TRY IT: From the listing below, copy only the lines from the line that contains "self.success + self.needs_review" to the line that contains "self.progress = progress;", counting those two lines as part of the copy.

EXERCISE DATA:
+-------+

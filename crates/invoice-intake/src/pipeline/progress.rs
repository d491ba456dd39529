use super::stage::Stage;

/// Events emitted while a file moves through the pipeline.
#[derive(Debug, Clone, PartialEq, Eq)]
pub enum ProgressEvent {
    Stage(Stage),
    /// The file was filtered out at detection; no record follows.
    Skipped { original_file: String },
}

pub trait ProgressReporter: Send + Sync {
    fn report(&self, event: ProgressEvent);
}

/// Reporter that discards every event.
pub struct NoopProgress;

impl ProgressReporter for NoopProgress {
    fn report(&self, _event: ProgressEvent) {}
}
//! Fallback vendor and date guesses derived from the original filename.
//!
//! Files are commonly named `Vendor_YYYYMMDD_anything.pdf`; these guesses
//! fill in when the document text yields nothing.

use std::path::Path;
use std::sync::LazyLock;

use regex::Regex;

static RE_FILENAME_DATE: LazyLock<Regex> =
    LazyLock::new(|| Regex::new(r"(20\d{2})(\d{2})(\d{2})").unwrap());

pub const UNKNOWN_VENDOR_GUESS: &str = "Unknown";

#[derive(Debug, Clone, PartialEq, Eq)]
pub struct FilenameGuess {
    pub vendor: String,
    /// `YYYY-MM-DD`, or empty when the name carries no date.
    pub date: String,
}

impl FilenameGuess {
    pub fn from_filename(filename: &str) -> Self {
        Self {
            vendor: vendor_from_filename(filename),
            date: date_from_filename(filename),
        }
    }
}

fn stem(filename: &str) -> &str {
    Path::new(filename)
        .file_stem()
        .and_then(|s| s.to_str())
        .unwrap_or(filename)
}

/// The part of the stem before the first `_`, or `"Unknown"`.
pub fn vendor_from_filename(filename: &str) -> String {
    let first = stem(filename).split('_').next().unwrap_or("").trim();
    if first.is_empty() {
        UNKNOWN_VENDOR_GUESS.to_string()
    } else {
        first.to_string()
    }
}

/// The first `20YYMMDD` run in the stem, reformatted as `YYYY-MM-DD`.
pub fn date_from_filename(filename: &str) -> String {
    RE_FILENAME_DATE
        .captures(stem(filename))
        .map(|caps| format!("{}-{}-{}", &caps[1], &caps[2], &caps[3]))
        .unwrap_or_default()
}
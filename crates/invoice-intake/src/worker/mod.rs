pub mod job;
pub mod scanner;
pub mod service;

pub use job::Job;
pub use scanner::DirectoryScanner;
pub use service::{IntakeService, IntakeSummary};
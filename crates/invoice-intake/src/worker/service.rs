use std::collections::HashSet;
use std::path::PathBuf;
use std::sync::{Arc, Mutex};

use tokio::sync::mpsc;
use tokio::task::JoinSet;
use tracing::{debug, error, info};

use crate::pipeline::{NoopProgress, Pipeline, ProgressReporter, RunOutcome};
use crate::record::IntakeStatus;
use crate::worker::job::Job;

/// Totals for one service run.
#[derive(Debug, Clone, Copy, Default, PartialEq, Eq)]
pub struct IntakeSummary {
    pub success: usize,
    pub needs_review: usize,
    pub skipped: usize,
    pub sink_failed: usize,
    pub crashed: usize,
    /// Events dropped because the same path was already being processed.
    pub duplicates: usize,
}

impl IntakeSummary {
    /// Files that produced a record, whether or not the sink accepted it.
    pub fn recorded(&self) -> usize {
        self.success + self.needs_review + self.sink_failed
    }

    fn tally(&mut self, outcome: &RunOutcome) {
        match outcome {
            RunOutcome::Skipped { .. } => self.skipped += 1,
            RunOutcome::Logged(record) => match record.status {
                IntakeStatus::Success => self.success += 1,
                IntakeStatus::NeedsReview => self.needs_review += 1,
            },
            RunOutcome::SinkFailed { .. } => self.sink_failed += 1,
        }
    }
}

type InFlight = Arc<Mutex<HashSet<PathBuf>>>;

/// Releases an in-flight claim when the run finishes, panics included.
struct InFlightGuard {
    in_flight: InFlight,
    path: PathBuf,
}

impl InFlightGuard {
    fn claim(in_flight: &InFlight, path: &PathBuf) -> Option<Self> {
        let mut set = in_flight.lock().ok()?;
        if !set.insert(path.clone()) {
            return None;
        }
        Some(Self {
            in_flight: Arc::clone(in_flight),
            path: path.clone(),
        })
    }
}

impl Drop for InFlightGuard {
    fn drop(&mut self) {
        if let Ok(mut set) = self.in_flight.lock() {
            set.remove(&self.path);
        }
    }
}

/// Consumes file-detection events and runs one pipeline per file. Runs for
/// different files overlap; a second event for a path that is still in
/// flight is dropped.
pub struct IntakeService {
    pipeline: Arc<Pipeline>,
    progress: Arc<dyn ProgressReporter>,
    in_flight: InFlight,
}

impl IntakeService {
    pub fn new(pipeline: Arc<Pipeline>) -> Self {
        Self {
            pipeline,
            progress: Arc::new(NoopProgress),
            in_flight: Arc::new(Mutex::new(HashSet::new())),
        }
    }

    pub fn with_progress(mut self, progress: Arc<dyn ProgressReporter>) -> Self {
        self.progress = progress;
        self
    }

    /// Processes events until the sender side closes, then waits for the
    /// runs still in flight.
    pub async fn run(&self, mut events: mpsc::Receiver<PathBuf>) -> IntakeSummary {
        let mut summary = IntakeSummary::default();
        let mut tasks: JoinSet<(PathBuf, Result<RunOutcome, tokio::task::JoinError>)> =
            JoinSet::new();

        loop {
            tokio::select! {
                event = events.recv() => match event {
                    Some(path) => {
                        if !self.dispatch(&mut tasks, path) {
                            summary.duplicates += 1;
                        }
                    }
                    None => break,
                },
                Some(joined) = tasks.join_next(), if !tasks.is_empty() => {
                    Self::settle(&mut summary, joined);
                }
            }
        }

        debug!("Event stream closed, draining {} run(s)", tasks.len());
        while let Some(joined) = tasks.join_next().await {
            Self::settle(&mut summary, joined);
        }

        info!(
            success = summary.success,
            needs_review = summary.needs_review,
            skipped = summary.skipped,
            sink_failed = summary.sink_failed,
            crashed = summary.crashed,
            "Intake finished"
        );
        summary
    }

    /// Feeds a fixed list of paths through [`IntakeService::run`].
    pub async fn process_paths(&self, paths: Vec<PathBuf>) -> IntakeSummary {
        let (tx, rx) = mpsc::channel(paths.len().max(1));
        for path in paths {
            // Capacity covers every path
            if tx.try_send(path).is_err() {
                break;
            }
        }
        drop(tx);
        self.run(rx).await
    }

    fn dispatch(
        &self,
        tasks: &mut JoinSet<(PathBuf, Result<RunOutcome, tokio::task::JoinError>)>,
        path: PathBuf,
    ) -> bool {
        let Some(guard) = InFlightGuard::claim(&self.in_flight, &path) else {
            debug!("Already in flight, ignoring event: {}", path.display());
            return false;
        };

        let pipeline = Arc::clone(&self.pipeline);
        let progress = Arc::clone(&self.progress);
        let job = Job::new(path.clone());

        tasks.spawn(async move {
            // The inner task isolates a panicking run so the path is still known
            let run = tokio::spawn(async move { pipeline.run(job, progress.as_ref()).await });
            let result = run.await;
            drop(guard);
            (path, result)
        });
        true
    }

    fn settle(
        summary: &mut IntakeSummary,
        joined: Result<(PathBuf, Result<RunOutcome, tokio::task::JoinError>), tokio::task::JoinError>,
    ) {
        match joined {
            Ok((_, Ok(outcome))) => summary.tally(&outcome),
            Ok((path, Err(e))) => {
                error!("Unhandled error for {}: {}", path.display(), e);
                summary.crashed += 1;
            }
            Err(e) => {
                error!("Intake task failed: {}", e);
                summary.crashed += 1;
            }
        }
    }
}
pub mod patterns;
pub mod pdf;

use std::sync::Arc;

use crate::error::ExtractError;

pub use patterns::{collapse_whitespace, extract_fields};
pub use pdf::LopdfBackend;

/// Invoice fields pulled from document text. Every field may be empty.
#[derive(Debug, Clone, Default, PartialEq, Eq)]
pub struct ExtractedFields {
    pub invoice_no: String,
    /// Date as matched in the text, e.g. `02/13/2026`; not normalized.
    pub invoice_date: String,
    pub total: String,
    pub vendor: String,
}

/// Converts raw document bytes to plain text.
///
/// Implementations fail only when the input cannot be read as a document;
/// a document without recognizable fields still yields `Ok`.
pub trait TextBackend: Send + Sync {
    fn extract_text(&self, bytes: &[u8]) -> Result<String, ExtractError>;
}

/// Field Extractor: text backend followed by label-anchored pattern matching.
#[derive(Clone)]
pub struct FieldExtractor {
    backend: Arc<dyn TextBackend>,
}

impl FieldExtractor {
    pub fn new(backend: Arc<dyn TextBackend>) -> Self {
        Self { backend }
    }

    /// Extractor backed by [`LopdfBackend`].
    pub fn pdf() -> Self {
        Self::new(Arc::new(LopdfBackend::new()))
    }

    pub fn extract(&self, bytes: &[u8]) -> Result<ExtractedFields, ExtractError> {
        let text = self.backend.extract_text(bytes)?;
        Ok(extract_fields(&text))
    }
}

impl Default for FieldExtractor {
    fn default() -> Self {
        Self::pdf()
    }
}
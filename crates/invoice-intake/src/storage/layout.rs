//! Canonical names and destination directories for relocated invoices.

use std::path::PathBuf;

use crate::classifier::{Classification, UNKNOWN_VENDOR};
use crate::config::IntakeConfig;
use crate::sanitize::safe_name_or;

pub const UNKNOWN_DATE: &str = "unknown-date";
pub const NO_INVOICE_NO: &str = "no-invoice-no";

/// `<date>_<vendor>_<invoiceNo>.pdf`, each part sanitized or replaced by its placeholder.
pub fn canonical_filename(classification: &Classification) -> String {
    format!(
        "{}_{}_{}.pdf",
        safe_name_or(&classification.invoice_date, UNKNOWN_DATE),
        safe_name_or(&classification.vendor, UNKNOWN_VENDOR),
        safe_name_or(&classification.invoice_no, NO_INVOICE_NO),
    )
}

/// `<status root>/<vendor>`.
pub fn destination_dir(config: &IntakeConfig, classification: &Classification) -> PathBuf {
    config
        .status_root(classification.status)
        .join(safe_name_or(&classification.vendor, UNKNOWN_VENDOR))
}
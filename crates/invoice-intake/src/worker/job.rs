use std::path::{Path, PathBuf};

use chrono::{DateTime, Utc};

/// One detected file, stamped at detection time.
#[derive(Debug, Clone)]
pub struct Job {
    pub id: String,
    pub source_path: PathBuf,
    pub detected_at: DateTime<Utc>,
}

impl Job {
    pub fn new(source_path: PathBuf) -> Self {
        Self::detected_at(source_path, Utc::now())
    }

    pub fn detected_at(source_path: PathBuf, detected_at: DateTime<Utc>) -> Self {
        Self {
            id: uuid::Uuid::new_v4().to_string(),
            source_path,
            detected_at,
        }
    }

    /// Basename as detected.
    pub fn original_file(&self) -> String {
        self.source_path
            .file_name()
            .map(|n| n.to_string_lossy().to_string())
            .unwrap_or_default()
    }

    pub fn is_pdf(&self) -> bool {
        has_pdf_extension(&self.source_path)
    }
}

/// Case-insensitive `.pdf` extension check.
pub fn has_pdf_extension(path: &Path) -> bool {
    path.extension()
        .and_then(|e| e.to_str())
        .map(|e| e.eq_ignore_ascii_case("pdf"))
        .unwrap_or(false)
}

+-------+

WRITTEN SOLUTION:
        self.success + self.needs_review + self.sink_failed
    }

    fn tally(&mut self, outcome: &RunOutcome) {
        match outcome {
            RunOutcome::Skipped { .. } => self.skipped += 1,
            RunOutcome::Logged(record) => match record.status {
                IntakeStatus::Success => self.success += 1,
                IntakeStatus::NeedsReview => self.needs_review += 1,
            },
            RunOutcome::SinkFailed { .. } => self.sink_failed += 1,
        }
    }
}

type InFlight = Arc<Mutex<HashSet<PathBuf>>>;

/// Releases an in-flight claim when the run finishes, panics included.
struct InFlightGuard {
    in_flight: InFlight,
    path: PathBuf,
}

impl InFlightGuard {
    fn claim(in_flight: &InFlight, path: &PathBuf) -> Option<Self> {
        let mut set = in_flight.lock().ok()?;
        if !set.insert(path.clone()) {
            return None;
        }
        Some(Self {
            in_flight: Arc::clone(in_flight),
            path: path.clone(),
        })
    }
}

impl Drop for InFlightGuard {
    fn drop(&mut self) {
        if let Ok(mut set) = self.in_flight.lock() {
            set.remove(&self.path);
        }
    }
}

/// Consumes file-detection events and runs one pipeline per file. Runs for
/// different files overlap; a second event for a path that is still in
/// flight is dropped.
pub struct IntakeService {
    pipeline: Arc<Pipeline>,
    progress: Arc<dyn ProgressReporter>,
    in_flight: InFlight,
}

impl IntakeService {
    pub fn new(pipeline: Arc<Pipeline>) -> Self {
        Self {
            pipeline,
            progress: Arc::new(NoopProgress),
            in_flight: Arc::new(Mutex::new(HashSet::new())),
        }
    }

    pub fn with_progress(mut self, progress: Arc<dyn ProgressReporter>) -> Self {
        self.progress = progress;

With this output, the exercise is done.